Теперь серьёзным чтением Акунин предлагает считать «Аристономию». О чём, в частности, там идёт речь? О том, что уже описано в «Писателе и самоубийстве» как ЧСД (чувство собственного достоинства; сейчас более популярно сокращение ЧСВ — чувство собственной важности). Б. Акунин придаёт огромное значение этому чувству. По нашему скромному мнению, прежде чем испытывать чувство собственного достоинства, следует этим достоинством обладать. Ощущать себя Наполеоном/испанским королём и быть им — не одно и то же. Да, впрочем, чего и ожидать от чувства, которому, по словам одной из героинь Б. Акунина, людей научил Азазель. Между тем Акунин вводит понятия «аристоном» (характеристика личности) и «аристополь» (характеристика государства), столь же наукообразные, как «Опыт патологоанатомического психоанализа» Г. Чхартишвили, и столь же близкие к реальности.
В этой же главе Акунин рассмотрен и как блогер.
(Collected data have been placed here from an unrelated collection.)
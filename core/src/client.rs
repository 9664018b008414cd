//! Typed access to the agent backend's HTTP endpoints.

use std::path::Path;

use reqwest::Response;
use reqwest::StatusCode;
use reqwest::multipart;
use serde::Serialize;
use serde::de::DeserializeOwned;
use serde_json::Value;
use serde_json::json;
use studio_protocol::EagerRunRequest;
use studio_protocol::ErrorDetail;
use studio_protocol::HistorySnapshot;
use studio_protocol::RunRequest;
use studio_protocol::StateUpdate;
use studio_protocol::ThreadState;
use tracing::debug;
use tracing::trace;
use tracing::warn;

use crate::config::Config;
use crate::default_client::create_client;
use crate::error::Result;
use crate::error::StudioErr;
use crate::util::backoff;

const UNSPECIFIED_ERROR: &str = "Unspecified error.";

/// A file to be uploaded through `/ingest` before a turn starts.
#[derive(Debug, Clone, PartialEq, Eq)]
pub struct IngestFile {
    pub file_name: String,
    pub bytes: Vec<u8>,
}

impl IngestFile {
    pub fn new(file_name: impl Into<String>, bytes: impl Into<Vec<u8>>) -> Self {
        Self {
            file_name: file_name.into(),
            bytes: bytes.into(),
        }
    }

    pub async fn from_path(path: &Path) -> Result<Self> {
        let bytes = tokio::fs::read(path).await?;
        let file_name = path
            .file_name()
            .map(|name| name.to_string_lossy().into_owned())
            .unwrap_or_else(|| "upload".to_string());
        Ok(Self { file_name, bytes })
    }
}

#[derive(Debug, Clone)]
pub struct ApiClient {
    http: reqwest::Client,
    base_url: String,
    request_max_retries: u64,
}

impl ApiClient {
    pub fn new(config: &Config) -> Self {
        Self {
            http: create_client(&config.originator),
            base_url: config.base_url.clone(),
            request_max_retries: config.request_max_retries,
        }
    }

    pub fn base_url(&self) -> &str {
        &self.base_url
    }

    fn url(&self, path: &str) -> String {
        format!("{}{path}", self.base_url)
    }

    pub async fn get_thread_state(&self, thread_id: &str) -> Result<ThreadState> {
        self.get_json(&format!("/threads/{thread_id}/state")).await
    }

    /// The thread's checkpoint log, oldest to newest.
    pub async fn get_history(&self, thread_id: &str) -> Result<Vec<HistorySnapshot>> {
        self.get_json(&format!("/threads/{thread_id}/history")).await
    }

    pub async fn update_thread_state(&self, thread_id: &str, update: &StateUpdate) -> Result<Value> {
        let url = self.url(&format!("/threads/{thread_id}/state"));
        trace!("POST to {url}");
        let resp = self.http.post(&url).json(update).send().await?;
        let status = resp.status();
        if status.is_success() {
            return Ok(resp.json().await.unwrap_or(Value::Null));
        }
        let body = resp.text().await.unwrap_or_default();
        let detail = serde_json::from_str::<ErrorDetail>(&body)
            .ok()
            .and_then(|e| e.detail)
            .unwrap_or_else(|| UNSPECIFIED_ERROR.to_string());
        Err(StudioErr::Request { status, detail })
    }

    /// Opens a run stream. The response body is the server-sent event
    /// stream; a non-2xx status is reported as an error.
    pub async fn open_run_stream<I: Serialize>(&self, request: &RunRequest<I>) -> Result<Response> {
        let url = self.url("/runs/stream");
        trace!("POST to {url}");
        let resp = self
            .http
            .post(&url)
            .header(reqwest::header::ACCEPT, "text/event-stream")
            .json(request)
            .send()
            .await?;
        if resp.status().is_success() {
            return Ok(resp);
        }
        let status = resp.status();
        let detail = resp.text().await.unwrap_or_default();
        debug!("run stream rejected with {status}: {detail}");
        Err(StudioErr::Request { status, detail })
    }

    /// Runs to completion without streaming. A failing response's body text
    /// becomes the error detail verbatim.
    pub async fn invoke_eager(&self, request: &EagerRunRequest) -> Result<Value> {
        let url = self.url("/runs/eager");
        trace!("POST to {url}");
        let resp = self.http.post(&url).json(request).send().await?;
        let status = resp.status();
        let body = resp.text().await?;
        if !status.is_success() {
            return Err(StudioErr::Request {
                status,
                detail: body,
            });
        }
        Ok(serde_json::from_str(&body).unwrap_or(Value::String(body)))
    }

    pub async fn ingest_files(&self, thread_id: &str, files: &[IngestFile]) -> Result<Value> {
        let url = self.url("/ingest");
        let config = json!({ "configurable": { "thread_id": thread_id } });
        let mut form = multipart::Form::new();
        for file in files {
            form = form.part(
                "files",
                multipart::Part::bytes(file.bytes.clone()).file_name(file.file_name.clone()),
            );
        }
        form = form.text("config", config.to_string());

        debug!("uploading {} file(s) for thread {thread_id}", files.len());
        let resp = self.http.post(&url).multipart(form).send().await?;
        let status = resp.status();
        let body = resp.text().await?;
        if !status.is_success() {
            return Err(StudioErr::Request {
                status,
                detail: body,
            });
        }
        Ok(serde_json::from_str(&body).unwrap_or(Value::Null))
    }

    pub async fn config_schema(&self) -> Result<Value> {
        self.get_json("/runs/config_schema").await
    }

    pub async fn input_schema(&self) -> Result<Value> {
        self.get_json("/runs/input_schema").await
    }

    pub async fn output_schema(&self) -> Result<Value> {
        self.get_json("/runs/output_schema").await
    }

    /// GET with retries on 5xx and connection errors.
    async fn get_json<T: DeserializeOwned>(&self, path: &str) -> Result<T> {
        let url = self.url(path);
        let mut attempt = 0;
        loop {
            attempt += 1;
            trace!("GET {url} (attempt {attempt})");
            match self.try_get_json(&url).await {
                Ok(value) => return Ok(value),
                Err(err) if err.is_retryable() && attempt <= self.request_max_retries => {
                    let delay = backoff(attempt);
                    warn!("GET {url} failed ({err}); retrying in {delay:?}");
                    tokio::time::sleep(delay).await;
                }
                Err(err) => return Err(err),
            }
        }
    }

    async fn try_get_json<T: DeserializeOwned>(&self, url: &str) -> Result<T> {
        let resp = self.http.get(url).send().await?;
        let status = resp.status();
        let body = resp.text().await?;
        if !status.is_success() {
            return Err(StudioErr::Request {
                status,
                detail: error_detail(status, &body),
            });
        }
        Ok(serde_json::from_str(&body)?)
    }
}

fn error_detail(status: StatusCode, body: &str) -> String {
    match serde_json::from_str::<ErrorDetail>(body).ok().and_then(|e| e.detail) {
        Some(detail) => detail,
        None if body.trim().is_empty() => format!("request failed with status {status}"),
        None => body.to_string(),
    }
}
Логично, ведь блогосфера — сфера тоже литературная, ибо блоги читают. Правда, и слушают, и смотрят, но аудиокниги тоже слушают, а кино, которое смотрят, начинается с литературного сценария (часто он предшествует поиску денег на сьёмку), так что всё это в конечном счёте восходит именно к литературе. И это очень правильно: давно пора критиковать блогеров, и не так, как они делают это сами (грубо и неконструктивно), а, что называется, с кафедры.
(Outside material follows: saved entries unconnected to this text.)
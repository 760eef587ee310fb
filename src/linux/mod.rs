//! Per-thread counting through `perf_event_open(2)`.
//!
//! Every handle owns a disabled `task-clock` group leader opened for the
//! calling thread (`pid = 0`, `cpu = -1`, no inheritance). Subscribed events
//! join that group, so resetting, enabling and disabling the whole handle is
//! one group ioctl and all events share the same measurement window.

use std::fs;
use std::io;
use std::mem;
use std::os::unix::io::RawFd;

use lazy_static::lazy_static;
use tracing::{debug, warn};

pub mod perf_format;

use self::perf_format::*;
use crate::facility::{CounterHandle, Facility, LiveHandles, LiveToken};
use crate::intel;

const PARANOID_PATH: &str = "/proc/sys/kernel/perf_event_paranoid";

lazy_static! {
    static ref PROBE: Result<i32, String> = probe();
}

/// Generic hardware events understood by every perf PMU driver.
#[derive(Debug, Clone, Copy, Eq, PartialEq)]
pub enum HardwareEventType {
    CPUCycles,
    Instructions,
    CacheReferences,
    CacheMisses,
    BranchInstructions,
    BranchMisses,
    BusCycles,
    RefCPUCycles,
}

impl HardwareEventType {
    pub const ALL: [HardwareEventType; 8] = [
        HardwareEventType::CPUCycles,
        HardwareEventType::Instructions,
        HardwareEventType::CacheReferences,
        HardwareEventType::CacheMisses,
        HardwareEventType::BranchInstructions,
        HardwareEventType::BranchMisses,
        HardwareEventType::BusCycles,
        HardwareEventType::RefCPUCycles,
    ];

    pub fn name(self) -> &'static str {
        match self {
            HardwareEventType::CPUCycles => "cpu-cycles",
            HardwareEventType::Instructions => "instructions",
            HardwareEventType::CacheReferences => "cache-references",
            HardwareEventType::CacheMisses => "cache-misses",
            HardwareEventType::BranchInstructions => "branch-instructions",
            HardwareEventType::BranchMisses => "branch-misses",
            HardwareEventType::BusCycles => "bus-cycles",
            HardwareEventType::RefCPUCycles => "ref-cycles",
        }
    }

    fn config(self) -> u64 {
        match self {
            HardwareEventType::CPUCycles => 0,
            HardwareEventType::Instructions => 1,
            HardwareEventType::CacheReferences => 2,
            HardwareEventType::CacheMisses => 3,
            HardwareEventType::BranchInstructions => 4,
            HardwareEventType::BranchMisses => 5,
            HardwareEventType::BusCycles => 6,
            HardwareEventType::RefCPUCycles => 9,
        }
    }
}

/// Software events counted by the kernel.
#[derive(Debug, Clone, Copy, Eq, PartialEq)]
pub enum SoftwareEventType {
    CpuClock,
    TaskClock,
    PageFaults,
    ContextSwitches,
    CpuMigrations,
    PageFaultsMin,
    PageFaultsMaj,
}

impl SoftwareEventType {
    pub const ALL: [SoftwareEventType; 7] = [
        SoftwareEventType::CpuClock,
        SoftwareEventType::TaskClock,
        SoftwareEventType::PageFaults,
        SoftwareEventType::ContextSwitches,
        SoftwareEventType::CpuMigrations,
        SoftwareEventType::PageFaultsMin,
        SoftwareEventType::PageFaultsMaj,
    ];

    pub fn name(self) -> &'static str {
        match self {
            SoftwareEventType::CpuClock => "cpu-clock",
            SoftwareEventType::TaskClock => "task-clock",
            SoftwareEventType::PageFaults => "page-faults",
            SoftwareEventType::ContextSwitches => "context-switches",
            SoftwareEventType::CpuMigrations => "cpu-migrations",
            SoftwareEventType::PageFaultsMin => "minor-faults",
            SoftwareEventType::PageFaultsMaj => "major-faults",
        }
    }

    fn config(self) -> u64 {
        match self {
            SoftwareEventType::CpuClock => 0,
            SoftwareEventType::TaskClock => 1,
            SoftwareEventType::PageFaults => 2,
            SoftwareEventType::ContextSwitches => 3,
            SoftwareEventType::CpuMigrations => 4,
            SoftwareEventType::PageFaultsMin => 5,
            SoftwareEventType::PageFaultsMaj => 6,
        }
    }
}

/// What a subscribed name turns into: one or more perf events whose counts
/// are summed with a weight.
#[derive(Debug, Clone, PartialEq, Eq)]
pub struct EventRecipe {
    pub parts: Vec<(EventAttrType, u64, u64)>,
}

impl EventRecipe {
    fn single(attr_type: EventAttrType, config: u64) -> EventRecipe {
        EventRecipe {
            parts: vec![(attr_type, config, 1)],
        }
    }
}

/// Preset names resolved before anything else.
pub const PRESETS: [(&str, &str); 1] = [(
    crate::events::FP_OPS,
    "Double-precision floating-point operations (weighted FP_ARITH_INST_RETIRED.*).",
)];

/// Translate an event name into the perf events that implement it.
///
/// Lookup order: presets, generic hardware events, software events, Intel
/// events of this CPU, then `raw:0x...` configs. Matching ignores case.
pub fn resolve(name: &str) -> Option<EventRecipe> {
    if name.eq_ignore_ascii_case(crate::events::FP_OPS) {
        let parts: Vec<_> = intel::fp_ops_components()
            .into_iter()
            .map(|(config, weight)| (EventAttrType::Raw, config, weight))
            .collect();
        return if parts.is_empty() {
            None
        } else {
            Some(EventRecipe { parts })
        };
    }
    if let Some(hw) = HardwareEventType::ALL
        .iter()
        .find(|e| e.name().eq_ignore_ascii_case(name))
    {
        return Some(EventRecipe::single(EventAttrType::Hardware, hw.config()));
    }
    if let Some(sw) = SoftwareEventType::ALL
        .iter()
        .find(|e| e.name().eq_ignore_ascii_case(name))
    {
        return Some(EventRecipe::single(EventAttrType::Software, sw.config()));
    }
    if let Some(config) = intel::lookup(name) {
        return Some(EventRecipe::single(EventAttrType::Raw, config));
    }
    parse_raw(name).map(|config| EventRecipe::single(EventAttrType::Raw, config))
}

fn parse_raw(name: &str) -> Option<u64> {
    let lower = name.to_ascii_lowercase();
    let hex = lower.strip_prefix("raw:")?;
    let hex = hex.strip_prefix("0x").unwrap_or(hex);
    u64::from_str_radix(hex, 16).ok()
}

fn perf_event_open(hw_event: &EventAttr, group_fd: RawFd) -> io::Result<RawFd> {
    let pid: libc::pid_t = 0;
    let cpu: libc::c_int = -1;
    let fd = unsafe {
        libc::syscall(
            libc::SYS_perf_event_open,
            hw_event as *const EventAttr,
            pid,
            cpu,
            group_fd,
            PERF_FLAG_FD_CLOEXEC,
        )
    };
    if fd < 0 {
        return Err(io::Error::last_os_error());
    }
    Ok(fd as RawFd)
}

fn ioctl(fd: RawFd, request: libc::c_ulong, value: libc::c_int) -> io::Result<()> {
    let ret = unsafe { libc::ioctl(fd, request as _, value) };
    if ret < 0 {
        return Err(io::Error::last_os_error());
    }
    Ok(())
}

fn read_counter(fd: RawFd) -> io::Result<ReadFormat> {
    let mut words: [u64; 3] = [0; 3];
    let len = mem::size_of_val(&words);
    let ret = unsafe { libc::read(fd, words.as_mut_ptr() as *mut libc::c_void, len) };
    if ret < 0 {
        return Err(io::Error::last_os_error());
    }
    if ret as usize != len {
        return Err(io::Error::new(
            io::ErrorKind::UnexpectedEof,
            format!("short counter read ({} of {} bytes)", ret, len),
        ));
    }
    Ok(ReadFormat::from_words(words))
}

fn close(fd: RawFd) -> io::Result<()> {
    if unsafe { libc::close(fd) } < 0 {
        return Err(io::Error::last_os_error());
    }
    Ok(())
}

fn probe() -> Result<i32, String> {
    let paranoid = fs::read_to_string(PARANOID_PATH)
        .map_err(|e| format!("{} unreadable ({}); kernel lacks perf events?", PARANOID_PATH, e))?;
    let paranoid: i32 = paranoid
        .trim()
        .parse()
        .map_err(|_| format!("unexpected {} contents: {:?}", PARANOID_PATH, paranoid))?;

    let attr = EventAttr::counting(
        EventAttrType::Software,
        SoftwareEventType::TaskClock.config(),
    );
    let fd = perf_event_open(&attr, -1)
        .map_err(|e| format!("cannot open a self-monitoring event (paranoid = {}): {}", paranoid, e))?;
    close(fd).map_err(|e| e.to_string())?;
    Ok(paranoid)
}

/// The perf counting facility.
#[derive(Debug)]
pub struct PerfFacility {
    paranoid: i32,
    live: LiveHandles,
}

impl PerfFacility {
    /// Check once per process that the kernel lets us count our own threads.
    pub fn init() -> crate::Result<PerfFacility> {
        match &*PROBE {
            Ok(paranoid) => {
                debug!(paranoid, "perf counting facility initialised");
                Ok(PerfFacility {
                    paranoid: *paranoid,
                    live: LiveHandles::default(),
                })
            }
            Err(reason) => Err(crate::Error::LibraryInit {
                facility: "perf",
                reason: reason.clone(),
            }),
        }
    }

    pub fn paranoid(&self) -> i32 {
        self.paranoid
    }
}

impl Facility for PerfFacility {
    type Handle = PerfHandle;

    fn name(&self) -> &'static str {
        "perf"
    }

    fn create_handle(&self) -> io::Result<PerfHandle> {
        let attr = EventAttr::counting(
            EventAttrType::Software,
            SoftwareEventType::TaskClock.config(),
        );
        let leader = perf_event_open(&attr, -1)?;
        Ok(PerfHandle {
            leader,
            members: Vec::new(),
            _token: self.live.token(),
        })
    }

    fn live_handles(&self) -> usize {
        self.live.get()
    }
}

impl Drop for PerfFacility {
    fn drop(&mut self) {
        crate::warn_on_live_handles(self.name(), self.live.get());
    }
}

#[derive(Debug)]
struct Member {
    event: String,
    fds: Vec<(RawFd, u64)>,
}

/// A group of perf events counting the thread that created it.
#[derive(Debug)]
pub struct PerfHandle {
    leader: RawFd,
    members: Vec<Member>,
    _token: LiveToken,
}

impl PerfHandle {
    fn close_all(&mut self) -> io::Result<()> {
        let mut first_err = None;
        for member in self.members.drain(..) {
            for (fd, _) in member.fds {
                if let Err(e) = close(fd) {
                    first_err.get_or_insert(e);
                }
            }
        }
        if self.leader >= 0 {
            if let Err(e) = close(self.leader) {
                first_err.get_or_insert(e);
            }
            self.leader = -1;
        }
        match first_err {
            Some(e) => Err(e),
            None => Ok(()),
        }
    }
}

impl CounterHandle for PerfHandle {
    fn subscribe(&mut self, event: &str) -> io::Result<()> {
        let recipe = resolve(event).ok_or_else(|| {
            io::Error::new(io::ErrorKind::NotFound, "event not available on this system")
        })?;

        let mut fds = Vec::with_capacity(recipe.parts.len());
        for (attr_type, config, weight) in recipe.parts {
            let attr = EventAttr::counting(attr_type, config);
            match perf_event_open(&attr, self.leader) {
                Ok(fd) => fds.push((fd, weight)),
                Err(e) => {
                    for (fd, _) in fds {
                        let _ = close(fd);
                    }
                    return Err(e);
                }
            }
        }
        self.members.push(Member {
            event: event.to_string(),
            fds,
        });
        Ok(())
    }

    fn start(&mut self) -> io::Result<()> {
        ioctl(self.leader, PERF_EVENT_IOC_RESET, PERF_IOC_FLAG_GROUP)?;
        ioctl(self.leader, PERF_EVENT_IOC_ENABLE, PERF_IOC_FLAG_GROUP)
    }

    fn stop(&mut self) -> io::Result<Vec<u64>> {
        ioctl(self.leader, PERF_EVENT_IOC_DISABLE, PERF_IOC_FLAG_GROUP)?;

        let mut values = Vec::with_capacity(self.members.len());
        for member in self.members.iter() {
            let mut total: u64 = 0;
            for (fd, weight) in member.fds.iter() {
                let rf = read_counter(*fd)?;
                if rf.was_multiplexed() {
                    warn!(
                        event = %member.event,
                        enabled = rf.time_enabled,
                        running = rf.time_running,
                        "counter was multiplexed, count is partial"
                    );
                }
                total = total.wrapping_add(rf.value.wrapping_mul(*weight));
            }
            values.push(total);
        }
        Ok(values)
    }

    fn release(mut self) -> io::Result<()> {
        self.close_all()
    }
}

impl Drop for PerfHandle {
    fn drop(&mut self) {
        let _ = self.close_all();
    }
}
Выше упоминался В. Сорокин. Есть соблазн рассматривать всё или почти всё написанное Акуниным в постмодернистской парадигме. С постмодерниста, казалось бы, какой спрос. Но в том-то и дело, что ни для героев Акунина, ни для самого их автора никак не характерны моральная, идеологическая и мировоззренческая индифферентность. Напротив, и в его художественной прозе, и, тем более, в историографии и прямых высказываниях в блоге всегда затрагивались темы самого глобального масштаба.
Часть таких тем рассматривается во второй и третьей главах — «Национальный репертуар» и «Историческая сценография». Названия говорят сами за себя. Тема национальная — в первую очередь тема России, но не только. Интересен параграф «Зеркальный театр», где иллюстрируется ироническое отношение Акунина к национальным стереотипам граждан самых разных стран.
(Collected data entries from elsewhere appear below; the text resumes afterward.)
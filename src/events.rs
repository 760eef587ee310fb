//! Event specifiers and the counts they produce.

use std::fmt;
use std::str::FromStr;
use std::sync::Arc;

use crate::error::Error;

/// Name of the floating-point operation event every facility understands.
pub const FP_OPS: &str = "FP_OPS";

/// An ordered, immutable list of event names.
///
/// The first entry is the primary event: the only one whose totals are
/// checked against an expected value. Cloning is cheap so every thread of a
/// team can hold the same specifier.
#[derive(Clone, Debug, PartialEq, Eq)]
pub struct EventSpecifier {
    names: Arc<[String]>,
}

impl EventSpecifier {
    pub fn new<I, S>(names: I) -> Result<EventSpecifier, Error>
    where
        I: IntoIterator<Item = S>,
        S: Into<String>,
    {
        let names: Vec<String> = names
            .into_iter()
            .map(|s| s.into().trim().to_string())
            .collect();
        if names.is_empty() {
            return Err(Error::Config("at least one event is required".into()));
        }
        if let Some(blank) = names.iter().position(|n| n.is_empty()) {
            return Err(Error::Config(format!("event #{} has an empty name", blank)));
        }
        Ok(EventSpecifier {
            names: names.into(),
        })
    }

    pub fn names(&self) -> &[String] {
        &self.names
    }

    pub fn primary(&self) -> &str {
        &self.names[0]
    }

    pub fn len(&self) -> usize {
        self.names.len()
    }

    pub fn is_empty(&self) -> bool {
        self.names.is_empty()
    }
}

impl Default for EventSpecifier {
    fn default() -> EventSpecifier {
        EventSpecifier {
            names: vec![FP_OPS.to_string()].into(),
        }
    }
}

impl FromStr for EventSpecifier {
    type Err = Error;

    /// Parses a comma separated list, e.g. `FP_OPS,instructions`.
    fn from_str(s: &str) -> Result<EventSpecifier, Error> {
        EventSpecifier::new(s.split(','))
    }
}

/// Per-thread counts, one slot per specifier entry.
///
/// Slots of events that could not be subscribed are `None`; their value is
/// meaningless and must not feed correctness checks.
#[derive(Clone, Debug, PartialEq, Eq)]
pub struct Counts {
    values: Vec<Option<u64>>,
}

impl Counts {
    pub fn new(values: Vec<Option<u64>>) -> Counts {
        Counts { values }
    }

    /// Count of the primary event, zero if it was never subscribed.
    pub fn primary(&self) -> u64 {
        self.get(0).unwrap_or(0)
    }

    pub fn get(&self, idx: usize) -> Option<u64> {
        self.values.get(idx).copied().flatten()
    }

    pub fn len(&self) -> usize {
        self.values.len()
    }

    pub fn is_empty(&self) -> bool {
        self.values.is_empty()
    }

    pub fn iter(&self) -> impl Iterator<Item = Option<u64>> + '_ {
        self.values.iter().copied()
    }
}

impl fmt::Display for Counts {
    fn fmt(&self, f: &mut fmt::Formatter) -> fmt::Result {
        for (i, v) in self.values.iter().enumerate() {
            if i > 0 {
                write!(f, " ")?;
            }
            match v {
                Some(v) => write!(f, "{}", v)?,
                None => write!(f, "n/a")?,
            }
        }
        Ok(())
    }
}
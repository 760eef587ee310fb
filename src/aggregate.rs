//! Session totals.

use std::fmt;
use std::sync::Mutex;

use tracing::info;

use crate::context::ContextId;
use crate::error::{Error, Result};
use crate::events::{Counts, EventSpecifier};

/// What one thread handed in.
#[derive(Clone, Debug, PartialEq, Eq)]
pub struct ThreadReport {
    pub ordinal: usize,
    pub context: ContextId,
    pub counts: Counts,
}

#[derive(Debug, Default)]
struct Tally {
    total: u64,
    threads: Vec<Option<ThreadReport>>,
}

/// Sums the primary event across a team under a lock.
#[derive(Debug)]
pub struct Aggregator {
    label: String,
    events: EventSpecifier,
    expected: u64,
    tally: Mutex<Tally>,
}

impl Aggregator {
    pub fn new(label: impl Into<String>, events: EventSpecifier, team_size: usize, expected: u64) -> Aggregator {
        Aggregator {
            label: label.into(),
            events,
            expected,
            tally: Mutex::new(Tally {
                total: 0,
                threads: vec![None; team_size],
            }),
        }
    }

    /// Add the primary count of `ordinal`. Each ordinal contributes at most
    /// once per session.
    pub fn contribute(&self, ordinal: usize, context: ContextId, counts: Counts) -> Result<()> {
        let mut tally = self
            .tally
            .lock()
            .unwrap_or_else(|poisoned| poisoned.into_inner());
        let slot = tally.threads.get_mut(ordinal).ok_or_else(|| {
            Error::Registry(format!("contribution from unknown ordinal {}", ordinal))
        })?;
        if slot.is_some() {
            return Err(Error::DuplicateContribution { ordinal });
        }
        let primary = counts.primary();
        *slot = Some(ThreadReport {
            ordinal,
            context,
            counts,
        });
        tally.total = tally.total.wrapping_add(primary);
        Ok(())
    }

    /// Snapshot of the session so far. Calling it again without new
    /// contributions yields the same report.
    pub fn report(&self) -> Report {
        let tally = self
            .tally
            .lock()
            .unwrap_or_else(|poisoned| poisoned.into_inner());
        let report = Report {
            label: self.label.clone(),
            events: self.events.clone(),
            total: tally.total,
            expected: self.expected,
            threads: tally.threads.iter().flatten().cloned().collect(),
        };
        info!(
            session = %report.label,
            total = report.total,
            expected = report.expected,
            "session aggregated"
        );
        report
    }
}

/// Aggregated result of one session.
#[derive(Clone, Debug, PartialEq, Eq)]
pub struct Report {
    pub label: String,
    pub events: EventSpecifier,
    pub total: u64,
    pub expected: u64,
    pub threads: Vec<ThreadReport>,
}

impl Report {
    pub fn matches_expected(&self) -> bool {
        self.total == self.expected
    }

    /// Ordinals whose primary count is non-zero.
    pub fn active_ordinals(&self) -> Vec<usize> {
        self.threads
            .iter()
            .filter(|t| t.counts.primary() != 0)
            .map(|t| t.ordinal)
            .collect()
    }
}

impl fmt::Display for Report {
    fn fmt(&self, f: &mut fmt::Formatter) -> fmt::Result {
        for t in self.threads.iter() {
            for (name, value) in self.events.names().iter().zip(t.counts.iter()) {
                match value {
                    Some(v) => writeln!(f, "Thread {} {}: {}", t.ordinal, name, v)?,
                    None => writeln!(f, "Thread {} {}: n/a", t.ordinal, name)?,
                }
            }
        }
        writeln!(f, "=========== Total ({}): {}", self.label, self.total)?;
        write!(f, "=========== expected total: {}", self.expected)
    }
}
Странно было, что человек без исторического образования берется за проект с достаточно вызывающим названием «История Российского государства», но Акунин вообще берётся за свои проекты с завидной лихостью. Именно с завидной, потому что эти проекты ему удаются, хотя и с переменным успехом, но удаются. Да, и Карамзин тоже не был историком. В книге весьма убедительно показано принципиальное отличие прозы Акунина от произведений т. наз. «фолк-хистори» (В. Пикуль, В. Суворов, А. Фоменко, А. Бушков) с их установкой на сенсационное переосмысление истории. По отношению к истории Акунина авторы предлагают симпатичный термин «осторожная сенсационность». «Образ писателя, ставшего историком, заманчив и притягателен», — замечают авторы. С этим трудно не согласиться, и ведь вспоминается не один только Карамзин, но и Пушкин, и Гоголь… И опять Акунин пишет свою «Историю», находясь не столько в Англии, сколько в истории русской литературы. Играючи.